Vem, minha filha, vem, esposa querida, toma conforto, recebe vida para tanta
vida que a dor consumiu.”
Fui impelida e
tão depressa fui ao regaço de Jesus como entrei no Seu Coração divino. Ali
repousei mergulhada no Seu amor. Sem saber como, Ele desapareceu-me e em vez do
Seu Coração tive por leito o chão duro e por luz as trevas mais densas. Era um
bosque, era uma montanha de espinhos, era uma montanha inigualável que me
separava de Jesus. Sem poder mover-me, sem poder levantar-me, com o rosto em
terra chorava as minhas lágrimas, chamava por Ele e repetia os meus actos de fé.
Depois de muito tempo, apareceu Ele junto de mim: tinha rompido a montanha. De
todas as Suas chagas, pés, mãos e coração saíam raios como sóis brilhantes.

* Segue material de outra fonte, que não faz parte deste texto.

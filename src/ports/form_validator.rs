//! Form Validator Port - Interface for validating form state.
//!
//! Validation is a collaborator, not part of the engine: the engine asks
//! a validator for an outcome and carries on (degraded) if the validator
//! is unavailable.

use async_trait::async_trait;

use crate::domain::disclosure::DisclosureContext;
use crate::domain::validation::{ConflictDescriptor, ValidationOutcome};

/// Errors a validator can raise.
#[derive(Debug, thiserror::Error)]
pub enum ValidatorError {
    #[error("Validator unavailable: {0}")]
    Unavailable(String),

    #[error("Validator rejected the input: {0}")]
    InvalidInput(String),
}

/// Port for validating form state and detecting conflicts.
#[async_trait]
pub trait FormValidator: Send + Sync {
    /// Validate the current form state.
    ///
    /// Business-rule violations are reported inside the outcome, not as
    /// errors; `Err` means the validator itself could not run.
    async fn validate(&self, context: &DisclosureContext)
        -> Result<ValidationOutcome, ValidatorError>;

    /// Detect cross-field conflicts in the current form state.
    async fn detect_conflicts(
        &self,
        context: &DisclosureContext,
    ) -> Result<Vec<ConflictDescriptor>, ValidatorError>;
}
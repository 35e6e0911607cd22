//! Progressive disclosure - rule set, evaluator, and recommendations.
//!
//! Fields are revealed incrementally based on prior input, confidence,
//! and user expertise rather than showing the whole form at once.

mod context;
mod evaluator;
mod recommend;
mod rules;

pub use context::{
    is_basic_field, suggested_order, DisclosureContext, UncertaintyFlag, UncertaintySource,
    BASIC_FIELDS, CANONICAL_FIELD_ORDER, UNORDERED,
};
pub use evaluator::{DisclosureEvaluator, FieldDisclosureState};
pub use recommend::{
    FieldRecommendation, RecommendationGenerator, DEFAULT_RECOMMENDATION_LIMIT,
};
pub use rules::{
    ConditionOperator, DisclosureCondition, DisclosureRule, FieldTarget, CANONICAL_RULES,
};
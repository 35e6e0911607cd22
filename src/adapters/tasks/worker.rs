//! Worker task runner.
//!
//! Spawns each heavy task onto the tokio runtime so a slow validation
//! pass never blocks the update path that requested it.

use std::sync::Arc;

use async_trait::async_trait;

use crate::ports::{FormValidator, HeavyTask, HeavyTaskOutput, TaskError, TaskRunner};

/// Executes tasks on spawned tokio tasks.
pub struct WorkerTaskRunner {
    validator: Arc<dyn FormValidator>,
}

impl WorkerTaskRunner {
    pub fn new(validator: Arc<dyn FormValidator>) -> Self {
        Self { validator }
    }
}

#[async_trait]
impl TaskRunner for WorkerTaskRunner {
    async fn run(&self, task: HeavyTask) -> Result<HeavyTaskOutput, TaskError> {
        let validator = Arc::clone(&self.validator);
        let handle = tokio::spawn(async move {
            match task {
                HeavyTask::Validate { context } => validator
                    .validate(&context)
                    .await
                    .map(HeavyTaskOutput::Validation)
                    .map_err(|e| TaskError::Failed(e.to_string())),
                HeavyTask::DetectConflicts { context } => validator
                    .detect_conflicts(&context)
                    .await
                    .map(HeavyTaskOutput::Conflicts)
                    .map_err(|e| TaskError::Failed(e.to_string())),
            }
        });

        match handle.await {
            Ok(result) => result,
            Err(join_err) if join_err.is_cancelled() => Err(TaskError::Cancelled),
            Err(join_err) => Err(TaskError::Failed(join_err.to_string())),
        }
    }
}

#[cfg(test)]
mod tests {
    use super::*;
    use crate::adapters::validation::RuleBasedValidator;
    use crate::domain::disclosure::DisclosureContext;
    use crate::domain::foundation::FieldValue;

    #[tokio::test]
    async fn spawned_validation_matches_inline_results() {
        let runner = WorkerTaskRunner::new(Arc::new(RuleBasedValidator::new()));
        let context =
            DisclosureContext::new().with_field("targetAmount", FieldValue::Number(500.0));

        let output = runner.run(HeavyTask::Validate { context }).await.unwrap();
        match output {
            HeavyTaskOutput::Validation(outcome) => assert!(outcome.is_passing()),
            other => panic!("unexpected output: {other:?}"),
        }
    }
}
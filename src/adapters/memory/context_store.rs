//! In-memory context store.

use std::collections::HashMap;

use async_trait::async_trait;
use tokio::sync::RwLock;

use crate::domain::form::AiFormContext;
use crate::domain::foundation::SessionId;
use crate::ports::{ContextStore, ContextStoreError};

/// HashMap-backed context store for tests and single-process use.
#[derive(Debug, Default)]
pub struct InMemoryContextStore {
    contexts: RwLock<HashMap<SessionId, AiFormContext>>,
}

impl InMemoryContextStore {
    pub fn new() -> Self {
        Self::default()
    }
}

#[async_trait]
impl ContextStore for InMemoryContextStore {
    async fn save(&self, context: &AiFormContext) -> Result<(), ContextStoreError> {
        self.contexts
            .write()
            .await
            .insert(context.session_id, context.clone());
        Ok(())
    }

    async fn load(&self, session_id: SessionId) -> Result<AiFormContext, ContextStoreError> {
        self.contexts
            .read()
            .await
            .get(&session_id)
            .cloned()
            .ok_or(ContextStoreError::NotFound(session_id))
    }

    async fn exists(&self, session_id: SessionId) -> Result<bool, ContextStoreError> {
        Ok(self.contexts.read().await.contains_key(&session_id))
    }

    async fn delete(&self, session_id: SessionId) -> Result<(), ContextStoreError> {
        self.contexts.write().await.remove(&session_id);
        Ok(())
    }
}

#[cfg(test)]
mod tests {
    use super::*;
    use crate::domain::foundation::UserId;

    #[tokio::test]
    async fn save_then_load_roundtrips() {
        let store = InMemoryContextStore::new();
        let context = AiFormContext::new(UserId::new(), SessionId::new());

        store.save(&context).await.unwrap();
        let loaded = store.load(context.session_id).await.unwrap();
        assert_eq!(loaded, context);
    }

    #[tokio::test]
    async fn load_of_unknown_session_is_not_found() {
        let store = InMemoryContextStore::new();
        let result = store.load(SessionId::new()).await;
        assert!(matches!(result, Err(ContextStoreError::NotFound(_))));
    }

    #[tokio::test]
    async fn delete_removes_the_context() {
        let store = InMemoryContextStore::new();
        let context = AiFormContext::new(UserId::new(), SessionId::new());
        store.save(&context).await.unwrap();
        store.delete(context.session_id).await.unwrap();
        assert!(!store.exists(context.session_id).await.unwrap());
    }

    #[tokio::test]
    async fn save_replaces_the_previous_revision() {
        let store = InMemoryContextStore::new();
        let context = AiFormContext::new(UserId::new(), SessionId::new());
        store.save(&context).await.unwrap();

        let updated = context.apply_field(
            crate::domain::foundation::FieldId::from("title"),
            crate::domain::foundation::FieldValue::Text("Tuition".into()),
        );
        store.save(&updated).await.unwrap();

        let loaded = store.load(context.session_id).await.unwrap();
        assert_eq!(loaded.revision, 1);
    }
}
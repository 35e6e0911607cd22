//! Session-scoped snapshot store.
//!
//! Holds the last N snapshots for one session, strict FIFO by insertion
//! order. Each store belongs to exactly one session; sharing an instance
//! across sessions is a defect.

use std::collections::BTreeMap;
use std::collections::VecDeque;

use crate::domain::foundation::{FieldId, FieldValue, SessionId, SnapshotId, Timestamp};

use super::state::{
    AiStateSummary, FormStateSnapshot, ProgressiveStateSummary, SnapshotError,
};

/// Default number of snapshots retained per session.
pub const DEFAULT_SNAPSHOT_CAPACITY: usize = 10;

/// Minimum mean confidence a snapshot needs to qualify as a rollback
/// target. Rolling back to another bad state helps nobody.
pub const ROLLBACK_CONFIDENCE_FLOOR: f64 = 0.7;

/// Outcome of looking up a snapshot for rollback.
///
/// The public surface reports both missing and corrupt snapshots as
/// `None`; this internal distinction lets the safety monitor count
/// corruption separately.
#[derive(Debug, Clone, PartialEq)]
pub enum SnapshotLookup {
    Restored(Box<FormStateSnapshot>),
    NotFound,
    Corrupted,
}

/// Listing entry for stored snapshots.
#[derive(Debug, Clone, PartialEq)]
pub struct SnapshotInfo {
    pub id: SnapshotId,
    pub created_at: Timestamp,
    pub checksum: String,
}

/// In-memory, session-scoped collection of checksummed snapshots.
#[derive(Debug)]
pub struct SnapshotStore {
    session_id: SessionId,
    capacity: usize,
    rollback_floor: f64,
    snapshots: VecDeque<FormStateSnapshot>,
}

impl SnapshotStore {
    /// Creates a store for one session with the default capacity.
    pub fn new(session_id: SessionId) -> Self {
        Self::with_capacity(session_id, DEFAULT_SNAPSHOT_CAPACITY, ROLLBACK_CONFIDENCE_FLOOR)
    }

    /// Creates a store with explicit capacity and rollback floor.
    pub fn with_capacity(session_id: SessionId, capacity: usize, rollback_floor: f64) -> Self {
        Self {
            session_id,
            capacity: capacity.max(1),
            rollback_floor,
            snapshots: VecDeque::new(),
        }
    }

    /// The session this store belongs to.
    pub fn session_id(&self) -> SessionId {
        self.session_id
    }

    /// Captures and stores a snapshot, evicting the oldest entry once
    /// capacity is exceeded. Re-using a label replaces that snapshot.
    pub fn create_snapshot(
        &mut self,
        form_data: &BTreeMap<FieldId, FieldValue>,
        ai_state: &AiStateSummary,
        progressive_state: &ProgressiveStateSummary,
        label: Option<&str>,
    ) -> Result<SnapshotId, SnapshotError> {
        let id = match label {
            Some(label) => SnapshotId::from_label(label),
            None => SnapshotId::generate(),
        };

        let snapshot = FormStateSnapshot::capture(
            id.clone(),
            self.session_id,
            form_data,
            ai_state,
            progressive_state,
        )?;

        self.snapshots.retain(|s| s.id != id);
        self.snapshots.push_back(snapshot);
        while self.snapshots.len() > self.capacity {
            self.snapshots.pop_front();
        }

        Ok(id)
    }

    /// Looks up a snapshot by id, verifying its checksum on read.
    pub fn lookup(&self, id: &SnapshotId) -> SnapshotLookup {
        match self.snapshots.iter().find(|s| &s.id == id) {
            None => SnapshotLookup::NotFound,
            Some(snapshot) if snapshot.verify_integrity() => {
                SnapshotLookup::Restored(Box::new(snapshot.clone()))
            }
            Some(_) => SnapshotLookup::Corrupted,
        }
    }

    /// Returns the snapshot to roll back to, or `None` if it is missing
    /// or fails its checksum. A corrupt snapshot is never returned.
    pub fn rollback_to_snapshot(&self, id: &SnapshotId) -> Option<FormStateSnapshot> {
        match self.lookup(id) {
            SnapshotLookup::Restored(snapshot) => Some(*snapshot),
            SnapshotLookup::NotFound | SnapshotLookup::Corrupted => None,
        }
    }

    /// Scans all stored snapshots and returns the one with the highest
    /// mean confidence above the floor. `None` when nothing qualifies:
    /// rolling back to a bad state is worse than not rolling back.
    pub fn rollback_to_last_good_state(&self) -> Option<FormStateSnapshot> {
        self.snapshots
            .iter()
            .filter(|s| s.verify_integrity())
            .filter_map(|s| s.mean_confidence().map(|c| (s, c.value())))
            .filter(|(_, mean)| *mean > self.rollback_floor)
            .max_by(|(_, a), (_, b)| a.partial_cmp(b).unwrap_or(std::cmp::Ordering::Equal))
            .map(|(s, _)| s.clone())
    }

    /// Lists stored snapshots in insertion order.
    pub fn snapshots(&self) -> Vec<SnapshotInfo> {
        self.snapshots
            .iter()
            .map(|s| SnapshotInfo {
                id: s.id.clone(),
                created_at: s.created_at,
                checksum: s.checksum.clone(),
            })
            .collect()
    }

    /// Number of stored snapshots.
    pub fn len(&self) -> usize {
        self.snapshots.len()
    }

    /// True when nothing has been captured yet.
    pub fn is_empty(&self) -> bool {
        self.snapshots.is_empty()
    }

    /// Drops all stored snapshots.
    pub fn clear(&mut self) {
        self.snapshots.clear();
    }

    #[cfg(test)]
    pub(crate) fn corrupt_for_test(&mut self, id: &SnapshotId) {
        if let Some(snapshot) = self.snapshots.iter_mut().find(|s| &s.id == id) {
            snapshot
                .form_data
                .insert(FieldId::from("title"), FieldValue::Text("tampered".into()));
        }
    }
}
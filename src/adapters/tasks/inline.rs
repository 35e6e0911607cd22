//! Inline task runner.
//!
//! Runs heavy tasks directly on the caller's async task. Suitable for
//! tests and single-user deployments where a worker pool buys nothing.

use std::sync::Arc;

use async_trait::async_trait;

use crate::ports::{FormValidator, HeavyTask, HeavyTaskOutput, TaskError, TaskRunner};

/// Executes tasks by calling the validator in place.
pub struct InlineTaskRunner {
    validator: Arc<dyn FormValidator>,
}

impl InlineTaskRunner {
    pub fn new(validator: Arc<dyn FormValidator>) -> Self {
        Self { validator }
    }
}

#[async_trait]
impl TaskRunner for InlineTaskRunner {
    async fn run(&self, task: HeavyTask) -> Result<HeavyTaskOutput, TaskError> {
        match task {
            HeavyTask::Validate { context } => self
                .validator
                .validate(&context)
                .await
                .map(HeavyTaskOutput::Validation)
                .map_err(|e| TaskError::Failed(e.to_string())),
            HeavyTask::DetectConflicts { context } => self
                .validator
                .detect_conflicts(&context)
                .await
                .map(HeavyTaskOutput::Conflicts)
                .map_err(|e| TaskError::Failed(e.to_string())),
        }
    }
}

#[cfg(test)]
mod tests {
    use super::*;
    use crate::adapters::validation::RuleBasedValidator;
    use crate::domain::disclosure::DisclosureContext;
    use crate::domain::foundation::FieldValue;

    #[tokio::test]
    async fn runs_validation_through_the_wrapped_validator() {
        let runner = InlineTaskRunner::new(Arc::new(RuleBasedValidator::new()));
        let context =
            DisclosureContext::new().with_field("targetAmount", FieldValue::Number(-1.0));

        let output = runner.run(HeavyTask::Validate { context }).await.unwrap();
        match output {
            HeavyTaskOutput::Validation(outcome) => assert!(!outcome.is_passing()),
            other => panic!("unexpected output: {other:?}"),
        }
    }

    #[tokio::test]
    async fn runs_conflict_detection() {
        let runner = InlineTaskRunner::new(Arc::new(RuleBasedValidator::new()));
        let context = DisclosureContext::new()
            .with_field("targetAmount", FieldValue::Number(1_000.0))
            .with_field("expenseBreakdown", FieldValue::Number(2_000.0));

        let output = runner
            .run(HeavyTask::DetectConflicts { context })
            .await
            .unwrap();
        match output {
            HeavyTaskOutput::Conflicts(conflicts) => assert_eq!(conflicts.len(), 1),
            other => panic!("unexpected output: {other:?}"),
        }
    }
}
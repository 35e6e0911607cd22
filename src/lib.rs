//! Scholar Compass - form-state decision engine for guided financial
//! goal forms.
//!
//! The crate decides which form fields to reveal (progressive
//! disclosure), validates input and detects conflicts through
//! pluggable collaborators, and protects sessions with checksummed
//! snapshots, automatic rollback, and a safety monitor that degrades
//! AI assistance before it can do damage.
//!
//! ## Architecture
//!
//! Hexagonal: the `domain` is pure and IO-free, `ports` define the
//! contracts to the outside world, `adapters` implement them, and the
//! `application` layer orchestrates.
//!
//! ```no_run
//! use std::sync::Arc;
//! use scholar_compass::adapters::events::InMemoryEventPublisher;
//! use scholar_compass::application::EngineRegistry;
//! use scholar_compass::config::AppConfig;
//! use scholar_compass::domain::foundation::SessionId;
//!
//! # async fn run() {
//! let config = AppConfig::load().expect("config");
//! let events = Arc::new(InMemoryEventPublisher::new());
//! let registry = EngineRegistry::new(config.engine, events);
//! let engine = registry.engine(SessionId::new()).await;
//! # }
//! ```

pub mod adapters;
pub mod application;
pub mod config;
pub mod domain;
pub mod ports;
//! In-memory persistence adapters.

mod context_store;

pub use context_store::InMemoryContextStore;
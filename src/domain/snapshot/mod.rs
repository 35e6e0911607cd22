//! Snapshot and rollback safety layer.
//!
//! Checksummed captures of form + AI + disclosure state, stored per
//! session with bounded history, so the engine can roll back to a known
//! good state when AI assistance goes sideways.

mod state;
mod store;

pub use state::{
    compute_checksum, AiStateSummary, FormStateSnapshot, ProgressiveStateSummary, SnapshotError,
};
pub use store::{
    SnapshotInfo, SnapshotLookup, SnapshotStore, DEFAULT_SNAPSHOT_CAPACITY,
    ROLLBACK_CONFIDENCE_FLOOR,
};
//! Validator adapters.

mod rule_based;

pub use rule_based::RuleBasedValidator;
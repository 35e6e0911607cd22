//! Session Gateway Port - Interface for resolving session identity.

use async_trait::async_trait;

use crate::domain::foundation::{ExpertiseLevel, SessionId, UserId};

/// What the engine needs to know about a session's owner.
#[derive(Debug, Clone, PartialEq, Eq)]
pub struct SessionInfo {
    pub session_id: SessionId,
    pub user_id: UserId,
    pub expertise: ExpertiseLevel,
}

/// Errors that can occur while resolving a session.
#[derive(Debug, thiserror::Error)]
pub enum SessionGatewayError {
    #[error("Unknown session: {0}")]
    Unknown(SessionId),

    #[error("Session backend error: {0}")]
    Backend(String),
}

/// Port for looking up who owns a session and their expertise level.
#[async_trait]
pub trait SessionGateway: Send + Sync {
    async fn session_info(&self, session_id: SessionId)
        -> Result<SessionInfo, SessionGatewayError>;
}

#[cfg(test)]
mod tests {
    use super::*;

    #[test]
    fn unknown_session_error_names_the_session() {
        let session_id = SessionId::new();
        let err = SessionGatewayError::Unknown(session_id);
        assert!(err.to_string().contains(&session_id.to_string()));
    }
}
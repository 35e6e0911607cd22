//! Task runner adapters.

mod inline;
mod worker;

pub use inline::InlineTaskRunner;
pub use worker::WorkerTaskRunner;
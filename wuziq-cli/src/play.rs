//! Play command - a game in the terminal
//!
//! ## Architecture
//!
//! - Level 1: run() - orchestration
//! - Level 2: Session::run() - read/dispatch loop
//! - Level 3: Session::execute() - one command
//! - Level 4: output helpers

use std::io::{self, BufRead, Write};
use std::path::PathBuf;

use anyhow::Result;
use clap::Args;

use wuziq_core::{AiSide, GameState, DEFAULT_BOARD_SIZE, MIN_BOARD_SIZE};

use crate::input::{coord_label, parse_command, Command};
use crate::persist::{load_game, save_game};
use crate::render::{format_board, status_line, MAX_TERMINAL_SIZE};

const HELP: &str = "\
Commands:
  H8 or 8 8        place a stone (column letter + row, or row and column)
  undo             take back the last move (and the computer's reply)
  ai off|black|white
                   choose the side the computer plays
  reset [SIZE]     start a new game
  save FILE        write the game to a JSON file
  load FILE        continue a saved game
  help             show this text
  quit             leave";

// ============================================================================
// COMMAND ARGUMENTS
// ============================================================================

#[derive(Args)]
pub struct PlayArgs {
    /// Board dimension (at least 5, at most 26)
    #[arg(long, default_value_t = DEFAULT_BOARD_SIZE)]
    pub size: usize,

    /// Side played by the computer: off, black or white
    #[arg(long, default_value = "off")]
    pub ai: AiSide,

    /// Continue a game saved with `save`
    #[arg(long, value_name = "FILE")]
    pub load: Option<PathBuf>,
}

// ============================================================================
// LEVEL 1 - ORCHESTRATION
// ============================================================================

/// Run play command
pub fn run(args: PlayArgs) -> Result<()> {
    let game = match &args.load {
        Some(path) => load_game(path)?,
        None => {
            check_terminal_size(args.size)?;
            GameState::with_ai(args.size, args.ai)?
        }
    };
    check_terminal_size(game.size())?;

    tracing::info!(size = game.size(), ai = %game.ai_side(), "starting terminal game");

    let stdin = io::stdin();
    let mut stdout = io::stdout();
    Session::new(game).run(stdin.lock(), &mut stdout)
}

fn check_terminal_size(size: usize) -> Result<()> {
    if size > MAX_TERMINAL_SIZE {
        anyhow::bail!(
            "board size {} is too large for the terminal (max {})",
            size,
            MAX_TERMINAL_SIZE
        );
    }
    if size < MIN_BOARD_SIZE {
        anyhow::bail!("board size must be at least {}", MIN_BOARD_SIZE);
    }
    Ok(())
}

// ============================================================================
// LEVEL 2 - SESSION LOOP
// ============================================================================

enum Flow {
    Continue,
    Quit,
}

/// One terminal game, read from any line source
pub struct Session {
    game: GameState,
}

impl Session {
    pub fn new(game: GameState) -> Self {
        Self { game }
    }

    #[cfg(test)]
    pub fn game(&self) -> &GameState {
        &self.game
    }

    pub fn run<R: BufRead, W: Write>(&mut self, input: R, out: &mut W) -> Result<()> {
        writeln!(out, "WuziQ Gomoku")?;
        writeln!(
            out,
            "Board size: {0}x{0}. Type 'help' for commands.\n",
            self.game.size()
        )?;
        self.ai_turn(out)?;
        self.show(out)?;

        let mut lines = input.lines();
        loop {
            self.prompt(out)?;
            let Some(line) = lines.next() else {
                writeln!(out, "\nInput ended. Exiting the game.")?;
                return Ok(());
            };
            let line = line?;
            if line.trim().is_empty() {
                continue;
            }

            let command = match parse_command(&line, self.game.size()) {
                Ok(command) => command,
                Err(err) => {
                    writeln!(out, "Invalid input: {}", err)?;
                    continue;
                }
            };

            match self.execute(command, out) {
                Ok(Flow::Continue) => {}
                Ok(Flow::Quit) => {
                    writeln!(out, "Game aborted.")?;
                    return Ok(());
                }
                Err(err) => {
                    tracing::debug!(error = %err, "command failed");
                    writeln!(out, "Error: {:#}", err)?;
                }
            }
        }
    }

    // ========================================================================
    // LEVEL 3 - COMMANDS
    // ========================================================================

    fn execute<W: Write>(&mut self, command: Command, out: &mut W) -> Result<Flow> {
        match command {
            Command::Move { row, col } => {
                self.game.apply_move(row, col)?;
                self.ai_turn(out)?;
                self.show(out)?;
            }
            Command::Undo => {
                let removed = self.game.undo()?;
                writeln!(out, "Took back {} move(s).", removed.len())?;
                self.ai_turn(out)?;
                self.show(out)?;
            }
            Command::Ai(side) => {
                self.game.configure_ai(side);
                writeln!(out, "Computer plays: {}", side)?;
                self.ai_turn(out)?;
                self.show(out)?;
            }
            Command::Reset(size) => {
                let size = size.unwrap_or(self.game.size());
                check_terminal_size(size)?;
                let ai_side = self.game.ai_side();
                self.game.reset(size, ai_side)?;
                writeln!(out, "New game on a {0}x{0} board.", size)?;
                self.ai_turn(out)?;
                self.show(out)?;
            }
            Command::Save(path) => {
                save_game(&path, &self.game)?;
                writeln!(out, "Saved to {}.", path.display())?;
            }
            Command::Load(path) => {
                let game = load_game(&path)?;
                check_terminal_size(game.size())?;
                self.game = game;
                writeln!(out, "Loaded {}.", path.display())?;
                self.ai_turn(out)?;
                self.show(out)?;
            }
            Command::Help => writeln!(out, "{}", HELP)?,
            Command::Quit => return Ok(Flow::Quit),
        }
        Ok(Flow::Continue)
    }

    // ========================================================================
    // LEVEL 4 - OUTPUT
    // ========================================================================

    fn ai_turn<W: Write>(&mut self, out: &mut W) -> Result<()> {
        if let Some(mv) = self.game.play_ai_turn()? {
            let label = coord_label(mv.row, mv.col);
            writeln!(out, "Computer ({}) plays {}", mv.player, label)?;
        }
        Ok(())
    }

    fn show<W: Write>(&self, out: &mut W) -> Result<()> {
        writeln!(out, "{}", format_board(&self.game))?;
        writeln!(out, "{}", status_line(&self.game))?;
        if self.game.is_over() {
            writeln!(out, "Type 'undo', 'reset' or 'quit'.")?;
        }
        Ok(())
    }

    fn prompt<W: Write>(&self, out: &mut W) -> Result<()> {
        if self.game.is_over() {
            write!(out, "> ")?;
        } else {
            let side = self.game.side_to_move().symbol();
            write!(out, "Player {}, enter your move: ", side)?;
        }
        out.flush()?;
        Ok(())
    }
}

// ============================================================================
// TESTS
// ============================================================================
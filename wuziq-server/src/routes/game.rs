//! Game API endpoints
//!
//! Every mutating call lets the computer answer when it is its turn and
//! returns the resulting view.

use crate::error::{ApiError, ApiResult};
use crate::routes::SessionParams;
use crate::state::ServerState;
use axum::{
    extract::{rejection::JsonRejection, Query, State},
    Json,
};
use serde::Deserialize;
use std::sync::Arc;
use wuziq_core::{AiSide, GameState, GameView};

/// Current board and status. Reading never creates a session.
pub async fn get_state(
    State(state): State<Arc<ServerState>>,
    Query(params): Query<SessionParams>,
) -> ApiResult<Json<GameView>> {
    let view = state.read_session(params.id(), |game| game.view())?;
    Ok(Json(view))
}

#[derive(Deserialize)]
pub struct MoveRequest {
    pub row: i64,
    pub col: i64,
}

/// Human move, followed by the AI reply if any
pub async fn make_move(
    State(state): State<Arc<ServerState>>,
    Query(params): Query<SessionParams>,
    payload: Result<Json<MoveRequest>, JsonRejection>,
) -> ApiResult<Json<GameView>> {
    let Json(req) = payload?;
    let (row, col) = match (usize::try_from(req.row), usize::try_from(req.col)) {
        (Ok(row), Ok(col)) => (row, col),
        _ => return Err(ApiError::bad_request("row and column must be non-negative")),
    };

    let view = state.with_session(params.id(), |game| {
        game.apply_move(row, col)?;
        settle(game)
    })??;
    Ok(Json(view))
}

/// Take back the last move (or the last AI reply and the move before it)
pub async fn undo_move(
    State(state): State<Arc<ServerState>>,
    Query(params): Query<SessionParams>,
) -> ApiResult<Json<GameView>> {
    let view = state.with_session(params.id(), |game| {
        game.undo()?;
        settle(game)
    })??;
    Ok(Json(view))
}

#[derive(Default, Deserialize)]
pub struct ResetRequest {
    pub size: Option<usize>,
    pub ai_side: Option<String>,
}

/// New game; omitted fields keep the current size and AI side
pub async fn reset_game(
    State(state): State<Arc<ServerState>>,
    Query(params): Query<SessionParams>,
    payload: Result<Json<ResetRequest>, JsonRejection>,
) -> ApiResult<Json<GameView>> {
    let Json(req) = payload?;
    let ai_side = req.ai_side.as_deref().map(str::parse::<AiSide>).transpose()?;
    if let Some(size) = req.size {
        check_size(&state, size)?;
    }

    let view = state.with_session(params.id(), |game| {
        let size = req.size.unwrap_or(game.size());
        game.reset(size, ai_side.unwrap_or(game.ai_side()))?;
        settle(game)
    })??;
    Ok(Json(view))
}

#[derive(Deserialize)]
pub struct ConfigRequest {
    pub ai_side: String,
}

/// Change the computer's side without touching the board
pub async fn configure_ai(
    State(state): State<Arc<ServerState>>,
    Query(params): Query<SessionParams>,
    payload: Result<Json<ConfigRequest>, JsonRejection>,
) -> ApiResult<Json<GameView>> {
    let Json(req) = payload?;
    let ai_side: AiSide = req.ai_side.parse()?;

    let view = state.with_session(params.id(), |game| {
        game.configure_ai(ai_side);
        settle(game)
    })??;
    Ok(Json(view))
}

/// Let the AI move if it is its turn, then snapshot
pub(crate) fn settle(game: &mut GameState) -> wuziq_core::Result<GameView> {
    game.play_ai_turn()?;
    Ok(game.view())
}

pub(crate) fn check_size(state: &ServerState, size: usize) -> ApiResult<()> {
    let max = state.config.max_board_size;
    if size > max {
        return Err(ApiError::bad_request(format!(
            "board size {} exceeds the server limit of {}",
            size, max
        )));
    }
    Ok(())
}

Todos estes raios inclinavam-se para mim. Da superfície das chagas caía sangue
com tanta abundância como a água cai no chafariz e transborda. Mexida remexida
pelos raios, fiquei de olhos fitos em Jesus.
― Não posso nada,
Senhor! Não pude ir ao Vosso encontro!
― “Vim Eu ao teu,
minha filha. Estes raios são do meu amor. Este sangue é sangue de dor. Esta
montanha é a montanha do vício, montanha do crime. É o mundo, é o mundo que me
fere. Sofre, sofre. Se não fossem as tuas lágrimas, a tua dor, o teu amor, o
mundo, os pecadores não seriam salvos. Que grande é a tua reparação! Sofre,
porque Eu estou contigo. Quanto mais longe Me sentes, mais me possuis. Todo o
teu sofrimento são invenções minhas para acudir aos sacerdotes, para salvar os
pecadores. Repara-me por eles.
Recebe agora a
gota do meu Divino sangue. É a minha vida que te faz viver, é o meu amor, o teu
amor às almas, o teu amor à cruz. O que te fiz sofrer no aniversário do teu
jejum é nem mais nem menos o meu sofrimento, a minha fome, a minha ansiedade das
almas. Fica na tua cruz, fica na tua missão salvadora. Repete os teus actos de
fé; em tal sofrimento só com eles te agarras a Mim sem Me veres, sem Me
sentires. Coragem! Coragem!”
Fiquei logo nas
trevas sem saber de Jesus a fazer-Lhe os meus pedidos.
Tenho medo, tenho
pavor de que as pessoas, as visitas se aproximem de mim. Parece que morro e que
todas a terra me afronta com esta aproximação. Sinto uma necessidade tão grande,
parece que é infinita, de fugir, de me esconder de todos. Ó meu Deus, como é
dolorosa a minha vida!... A minha alma, o meu coração choram, choram; a minha
agonia por vezes é tão grande que só com a graça do Senhor não caio em
desespero. Na repetição do meu “creio”, mas um “crer” sem acreditar, chamo por
Jesus, chamo pela Mãezinha. Peço-Lhes o Seu amor e auxílio.
Mas como, meu
Deus!... Como poderei contar com a protecção do céu, se os meus sentimentos são
de que o perdi eternamente, perdi Jesus, perdi a Mãezinha!... Eu não posso
conformar-me com esta perda. Parece que tenho de blasfemar por toda a
eternidade! Sofro tanto, tanto na alma e no corpo!... São tão variados os
espinhos que me ferem, os punhais que atravessam o meu coração!... No meio deste
tormento só posso dizer: bendito seja Deus! Seja feita, Senhor, a Vossa vontade!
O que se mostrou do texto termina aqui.